Until further studies can be done to verify these findings, a tea alternative may be a better option for you if you suffer from joint pain. Fortunately, at Wild Foods we have a pretty awesome tea line-up with favorites such as Thai G, Coconut Chai, and green superfood Matcha.
Trans-fat/Poor Quality Vegetable Oils
A recent study has linked canola oil to worsened memory and learning abilities in Alzheimers patients. Inflammation of the brain is thought to be a chief mechanism to the onset and progression of Alzheimer’s. Inflammation in the body is typically widespread and will affect multiple mechanisms of movement and functionality.
Poor quality vegetable oils, such as canola oil or grape-seed oil, are abundant with omega-6 fatty acids and low, or devoid of omega-3 fatty acids. A healthy balance between the two is at a 1:1 ratio, but over the past century or so, American’s intake has shifted to a 20:1 ratio of omega-6 to omega-3 ratio. Highly unbalanced, but we don’t need to tell you that.
Most soy and corn are allergens, genetically modified, and cause inflammation and other problems. Processed foods, in general, are full of synthetic salt, sugar, trans fat, and other cell-damaging free radicals. Most of them also contain pesticides and chemicals like phthalates, bisphenol A (BPA), and other synthetic compounds linked to weight gain, cancers, behavioral changes, and other illnesses.
Soy, corn and all processed foods are also highly inflammatory. They are devoid of nutrition and are often just “empty” calories. Prolonged use of them leads to increased food sensitivities, allergens, and chemical sensitivities and often contributes to auto-immune conditions, such as rheumatoid arthritis.
Lifestyle modifications to improve joints
Lifestyle factors usually play a key role in the health of your joints. You can eat all the broccoli and salmon you want, but if your body is being abused in other ways, it’s going to show. Weight, activity levels, stress, and diet are all contributors to poor joint health, and, fortunately, are all things we can control to make a powerful change. Here are some lifestyle modifications you can make to ensure your joints are in tip-top shape.
Get Some Sun
A 30-minute session of direct sunlight a day will provide all the vitamin D your body needs to function optimally. When the sun hits the skin, it reacts with vitamin K to create vitamin D, which is essential in absorbing calcium. Over 40% of Americans are deficient in vitamin D these days, it’s no wonder so many people suffer from joint pain.
Vitamin D is an essential nutrient needed to fight inflammation, aid in nerve communication, and muscle contraction. Vitamin D deficiencies are common in people who suffer from rheumatoid arthritis.
When you carry extra weight on your body, it creates excess work for the bones and compresses the joints and cartilage, limiting the ability to keep the joints lubricated and mobile.

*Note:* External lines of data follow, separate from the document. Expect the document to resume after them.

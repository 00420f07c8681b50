//! Behavior tree: the lowered form of a Humus program.
//!
//! Every node carries a `beh` tag naming the runtime behavior that evaluates
//! it (`send_stmt`, `app_expr`, `ident_ptrn`, ...). Statement lists are
//! right-nested [`StmtBeh::Pair`] chains ending in [`StmtBeh::Empty`], and
//! case arms are [`CaseBeh::Choice`] chains ending in [`CaseBeh::End`].

use serde::Serialize;

use crate::ast::{Const, Literal};

#[derive(Clone, Debug, PartialEq, Serialize)]
#[serde(tag = "beh")]
pub enum StmtBeh {
    #[serde(rename = "stmt_pair")]
    Pair {
        head: Box<StmtBeh>,
        tail: Box<StmtBeh>,
    },
    #[serde(rename = "empty_stmt")]
    Empty,
    #[serde(rename = "expr_stmt")]
    Expr { expr: ExprBeh },
    #[serde(rename = "let_stmt")]
    Let { eqtn: EqtnBeh },
    #[serde(rename = "send_stmt")]
    Send { msg: ExprBeh, to: ExprBeh },
    #[serde(rename = "after_send_stmt")]
    AfterSend {
        dt: ExprBeh,
        msg: ExprBeh,
        to: ExprBeh,
    },
    #[serde(rename = "create_stmt")]
    Create { ident: String, expr: ExprBeh },
    #[serde(rename = "become_stmt")]
    Become { expr: ExprBeh },
    #[serde(rename = "throw_stmt")]
    Throw { expr: ExprBeh },
}

impl StmtBeh {
    pub fn tag(&self) -> &'static str {
        match self {
            StmtBeh::Pair { .. } => "stmt_pair",
            StmtBeh::Empty => "empty_stmt",
            StmtBeh::Expr { .. } => "expr_stmt",
            StmtBeh::Let { .. } => "let_stmt",
            StmtBeh::Send { .. } => "send_stmt",
            StmtBeh::AfterSend { .. } => "after_send_stmt",
            StmtBeh::Create { .. } => "create_stmt",
            StmtBeh::Become { .. } => "become_stmt",
            StmtBeh::Throw { .. } => "throw_stmt",
        }
    }

    /// Right-nested statement chain.
    pub fn chain(stmts: Vec<StmtBeh>) -> Self {
        stmts
            .into_iter()
            .rev()
            .fold(StmtBeh::Empty, |tail, head| StmtBeh::Pair {
                head: Box::new(head),
                tail: Box::new(tail),
            })
    }

    /// Statements of a chain, in order.
    pub fn iter(&self) -> impl Iterator<Item = &StmtBeh> {
        let mut rest = Some(self);
        std::iter::from_fn(move || match rest? {
            StmtBeh::Pair { head, tail } => {
                rest = Some(&**tail);
                Some(&**head)
            }
            StmtBeh::Empty => None,
            single => {
                rest = None;
                Some(single)
            }
        })
    }
}

#[derive(Clone, Debug, PartialEq, Serialize)]
#[serde(tag = "beh")]
pub enum ExprBeh {
    #[serde(rename = "block_expr")]
    Block { vars: Vec<String>, stmt: Box<StmtBeh> },
    #[serde(rename = "pair_expr")]
    Pair {
        head: Box<ExprBeh>,
        tail: Box<ExprBeh>,
    },
    #[serde(rename = "let_expr")]
    Let {
        vars: Vec<String>,
        eqtn: Box<EqtnBeh>,
        expr: Box<ExprBeh>,
    },
    #[serde(rename = "if_expr")]
    If {
        eqtn: Box<EqtnBeh>,
        expr: Box<ExprBeh>,
        next: Box<ExprBeh>,
    },
    #[serde(rename = "case_expr")]
    Case { expr: Box<ExprBeh>, next: Box<CaseBeh> },
    #[serde(rename = "new_expr")]
    New { expr: Box<ExprBeh> },
    #[serde(rename = "app_expr")]
    App {
        abs: Box<ExprBeh>,
        arg: Box<ExprBeh>,
    },
    #[serde(rename = "ident_expr")]
    Ident { ident: String },
    #[serde(rename = "self_expr")]
    SelfRef,
    #[serde(rename = "abs_expr")]
    Abs {
        ptrn: Box<PtrnBeh>,
        body: Box<ExprBeh>,
    },
    #[serde(rename = "const_expr")]
    Const { value: Const },
    #[serde(rename = "literal_expr")]
    Literal { value: Literal },
}

impl ExprBeh {
    pub fn tag(&self) -> &'static str {
        match self {
            ExprBeh::Block { .. } => "block_expr",
            ExprBeh::Pair { .. } => "pair_expr",
            ExprBeh::Let { .. } => "let_expr",
            ExprBeh::If { .. } => "if_expr",
            ExprBeh::Case { .. } => "case_expr",
            ExprBeh::New { .. } => "new_expr",
            ExprBeh::App { .. } => "app_expr",
            ExprBeh::Ident { .. } => "ident_expr",
            ExprBeh::SelfRef => "self_expr",
            ExprBeh::Abs { .. } => "abs_expr",
            ExprBeh::Const { .. } => "const_expr",
            ExprBeh::Literal { .. } => "literal_expr",
        }
    }
}

#[derive(Clone, Debug, PartialEq, Serialize)]
#[serde(tag = "beh")]
pub enum CaseBeh {
    #[serde(rename = "case_choice")]
    Choice {
        ptrn: PtrnBeh,
        expr: ExprBeh,
        next: Box<CaseBeh>,
    },
    #[serde(rename = "case_end")]
    End,
}

impl CaseBeh {
    pub fn tag(&self) -> &'static str {
        match self {
            CaseBeh::Choice { .. } => "case_choice",
            CaseBeh::End => "case_end",
        }
    }
}

#[derive(Clone, Debug, PartialEq, Serialize)]
#[serde(tag = "beh")]
pub enum PtrnBeh {
    #[serde(rename = "pair_ptrn")]
    Pair {
        head: Box<PtrnBeh>,
        tail: Box<PtrnBeh>,
    },
    #[serde(rename = "any_ptrn")]
    Any,
    #[serde(rename = "value_ptrn")]
    Value { expr: ExprBeh },
    #[serde(rename = "ident_ptrn")]
    Ident { ident: String },
    #[serde(rename = "self_ptrn")]
    SelfRef,
    #[serde(rename = "const_ptrn")]
    Const { value: Const },
    #[serde(rename = "literal_ptrn")]
    Literal { value: Literal },
}

impl PtrnBeh {
    pub fn tag(&self) -> &'static str {
        match self {
            PtrnBeh::Pair { .. } => "pair_ptrn",
            PtrnBeh::Any => "any_ptrn",
            PtrnBeh::Value { .. } => "value_ptrn",
            PtrnBeh::Ident { .. } => "ident_ptrn",
            PtrnBeh::SelfRef => "self_ptrn",
            PtrnBeh::Const { .. } => "const_ptrn",
            PtrnBeh::Literal { .. } => "literal_ptrn",
        }
    }
}

#[derive(Clone, Debug, PartialEq, Serialize)]
#[serde(tag = "beh", rename = "eqtn")]
pub struct EqtnBeh {
    pub left: PtrnBeh,
    pub right: PtrnBeh,
}

impl EqtnBeh {
    pub fn tag(&self) -> &'static str {
        "eqtn"
    }
}

#[cfg(test)]
mod tests;
use humus_peg::Position;
use pretty_assertions::assert_eq;

use super::*;

#[test]
fn builder_collects_labels_and_notes() {
    let at = Position::new(4, 0, 4);
    let diag = Diagnostic::error(ErrorCode::E1001)
        .with_message("expected expr")
        .with_secondary_label(Position::START, 1, "statement starts here")
        .with_label(at, 2, "found TO")
        .with_note("a statement cannot begin with TO");

    assert!(diag.is_error());
    assert_eq!(diag.labels.len(), 2);
    assert_eq!(diag.primary_label(), Some(&Label::primary(at, 2, "found TO")));
    assert_eq!(diag.notes, vec!["a statement cannot begin with TO".to_string()]);
}

#[test]
fn display_is_the_header_line() {
    let diag = Diagnostic::warning(ErrorCode::E2001).with_message("unused");
    assert_eq!(diag.to_string(), "warning[E2001]: unused");
    assert!(!diag.is_error());
    assert_eq!(diag.primary_label(), None);
}
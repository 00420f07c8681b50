//! Stack growth for the few places that still recurse natively.
//!
//! Matching itself never recurses: it runs on the event loop. What does
//! recurse is tearing down long chains of memoized token cursors and walking
//! deeply nested syntax trees. Both go through [`ensure_sufficient_stack`].

/// Grow when less than this much stack remains.
const RED_ZONE: usize = 100 * 1024;

/// Size of each new stack segment.
const STACK_PER_RECURSION: usize = 1024 * 1024;

/// Run `f`, first moving to a fresh stack segment if the current one is
/// nearly exhausted.
#[inline]
#[cfg(not(target_arch = "wasm32"))]
pub fn ensure_sufficient_stack<R>(f: impl FnOnce() -> R) -> R {
    stacker::maybe_grow(RED_ZONE, STACK_PER_RECURSION, f)
}

/// WASM manages its own stack.
#[inline]
#[cfg(target_arch = "wasm32")]
pub fn ensure_sufficient_stack<R>(f: impl FnOnce() -> R) -> R {
    f()
}
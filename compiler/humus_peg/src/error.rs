//! Grammar configuration faults and event-loop errors.
//!
//! Ordinary match failures are *not* errors; they travel as
//! [`Failure`](crate::Failure) messages. The types here cover the setup-time
//! mistakes that must fail loudly instead.

use thiserror::Error;

/// A mistake in how a grammar was put together.
#[derive(Clone, Debug, PartialEq, Eq, Error)]
pub enum GrammarError {
    /// A rule was matched but never defined.
    #[error("rule `{0}` is referenced but was never defined")]
    Undefined(String),

    /// [`Namespace::seal`](crate::Namespace::seal) found rules that were
    /// looked up but never defined.
    #[error("rules referenced but never defined: {}", .0.join(", "))]
    Unresolved(Vec<String>),

    /// A rule was matched after the namespace that owns it was dropped.
    #[error("rule `{0}` outlived the namespace that defined it")]
    Detached(String),

    /// A rule name was defined twice.
    #[error("rule `{0}` is already defined")]
    Redefined(String),

    /// The namespace was changed after matching began.
    #[error("cannot {action} rule `{name}`: the grammar is sealed once matching begins")]
    Sealed { name: String, action: &'static str },

    /// A transform could not make sense of the value its rule produced.
    #[error("transform for rule `{rule}` failed: {source}")]
    Transform {
        rule: String,
        #[source]
        source: TransformError,
    },
}

/// Raised by a semantic transform that received a value it cannot rewrite.
#[derive(Clone, Debug, PartialEq, Eq, Error)]
#[error("{message}")]
pub struct TransformError {
    message: String,
}

impl TransformError {
    /// Create a transform error with a human-readable message.
    pub fn new(message: impl Into<String>) -> Self {
        TransformError {
            message: message.into(),
        }
    }

    /// The message given at construction.
    pub fn message(&self) -> &str {
        &self.message
    }
}

/// Why an [`EventLoop::run`](crate::EventLoop::run) stopped early.
#[derive(Clone, Debug, PartialEq, Eq, Error)]
pub enum RunError {
    #[error(transparent)]
    Grammar(#[from] GrammarError),

    #[error("event loop exceeded its dispatch limit of {limit} messages")]
    DispatchLimit { limit: u64 },
}
//! Character-level rules.
//!
//! ```text
//! tokens  <- token* EOF
//! token   <- _ lexeme
//! lexeme  <- symbol / number / char / string / ident / punct
//! symbol  <- '#' (punct / name)
//! number  <- '-'? [0-9]+ ('#' [0-9a-zA-Z]+)?
//! char    <- "'" (!"'" qchar) "'"
//! string  <- '"' (!'"' qchar)* '"'
//! qchar   <- '\' [nrt'"\[\]\\] / '\' 'u' hex hex hex hex / !'\' .
//! ident   <- name
//! name    <- [-0-9a-zA-Z!%&'*+/?@^_~]+
//! punct   <- [#$(),.:;=\[\\\]]
//! _       <- (comment / space)*
//! comment <- '#' [ \t] (!EOL .)*
//! EOL     <- '\n' / '\r'
//! EOF     <- _ !.
//! ```

use humus_ir::Value;
use humus_peg::{
    any, choice, end, not, one_or_more, optional, predicate_labeled, sequence, terminal, zero_or_more,
    GrammarError, Namespace, Pattern,
};

const NAME_CHARS: &str = "-!%&'*+/?@^_~";
const PUNCT_CHARS: &str = "#$(),.:;=[\\]";
const ESCAPE_CHARS: &str = "nrt'\"[]\\";

fn ch(c: char) -> Pattern<Value> {
    terminal(Value::Char(c))
}

fn char_class(label: &'static str, test: fn(char) -> bool) -> Pattern<Value> {
    predicate_labeled(label, move |v: &Value| v.as_char().is_some_and(test))
}

fn is_name_char(c: char) -> bool {
    c.is_ascii_alphanumeric() || NAME_CHARS.contains(c)
}

fn is_punct_char(c: char) -> bool {
    PUNCT_CHARS.contains(c)
}

/// Add every token rule to `ns`.
pub(crate) fn define(ns: &mut Namespace<Value>) -> Result<(), GrammarError> {
    ns.define(
        "tokens",
        sequence([zero_or_more(ns.call("token")), ns.call("EOF")]),
    )?;
    ns.define("token", sequence([ns.call("_"), ns.call("lexeme")]))?;
    ns.define(
        "lexeme",
        choice([
            ns.call("symbol"),
            ns.call("number"),
            ns.call("char"),
            ns.call("string"),
            ns.call("ident"),
            ns.call("punct"),
        ]),
    )?;
    ns.define(
        "symbol",
        sequence([ch('#'), choice([ns.call("punct"), ns.call("name")])]),
    )?;
    ns.define(
        "number",
        sequence([
            optional(ch('-')),
            one_or_more(char_class("digit", |c| c.is_ascii_digit())),
            optional(sequence([
                ch('#'),
                one_or_more(char_class("digit or letter", |c| c.is_ascii_alphanumeric())),
            ])),
        ]),
    )?;
    ns.define(
        "char",
        sequence([
            ch('\''),
            sequence([not(ch('\'')), ns.call("qchar")]),
            ch('\''),
        ]),
    )?;
    ns.define(
        "string",
        sequence([
            ch('"'),
            zero_or_more(sequence([not(ch('"')), ns.call("qchar")])),
            ch('"'),
        ]),
    )?;
    let hex = || char_class("hex digit", |c| c.is_ascii_hexdigit());
    ns.define(
        "qchar",
        choice([
            sequence([
                ch('\\'),
                char_class("escape character", |c| ESCAPE_CHARS.contains(c)),
            ]),
            sequence([ch('\\'), ch('u'), hex(), hex(), hex(), hex()]),
            sequence([not(ch('\\')), any()]),
        ]),
    )?;
    ns.define("ident", ns.call("name"))?;
    ns.define("name", one_or_more(char_class("name character", is_name_char)))?;
    ns.define("punct", char_class("punctuation", is_punct_char))?;
    ns.define(
        "_",
        zero_or_more(choice([ns.call("comment"), ns.call("space")])),
    )?;
    ns.define(
        "comment",
        sequence([
            ch('#'),
            char_class("space or tab", |c| c == ' ' || c == '\t'),
            zero_or_more(sequence([not(ns.call("EOL")), any()])),
        ]),
    )?;
    ns.define("EOL", choice([ch('\n'), ch('\r')]))?;
    ns.define("space", char_class("whitespace", char::is_whitespace))?;
    ns.define("EOF", sequence([ns.call("_"), end()]))?;
    Ok(())
}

Incorporating a daily walk into your day to increase vitamin D levels will also lead to a reduction in body weight if you are living a sedentary life.
When movement becomes painful, it’s easy to stop being active, but that only compounds the problems and creates a cascade of additional issues. Even moderate levels of activity will create more fluid joints and less pain than being less active, or not active at all.
Joints require activity to be healthy. Tendons and ligaments need movement to get nutrients and oxygen. Without activity, muscles, tendons, and ligaments deteriorate and cause pain.
Move your body more frequently by going on walks, riding a bike, swimming, or doing yoga. All of these are low-impact forms of movement that will improve joint health without causing pain.
Water is an important indirect modality to keep joints healthy. Without being properly hydrated, blood volume can reduce, making the flow of nutrients halt or slow down.
Drink plenty of water a day. You should be drinking half your body weight in water, plus an additional ounce for every ounce of caffeinated beverages you have. So if you weigh 150lbs, you should drink 75 ounces of water a day. If you have an 8-ounce cup of coffee, you should be drinking 83 total ounces of water a day instead.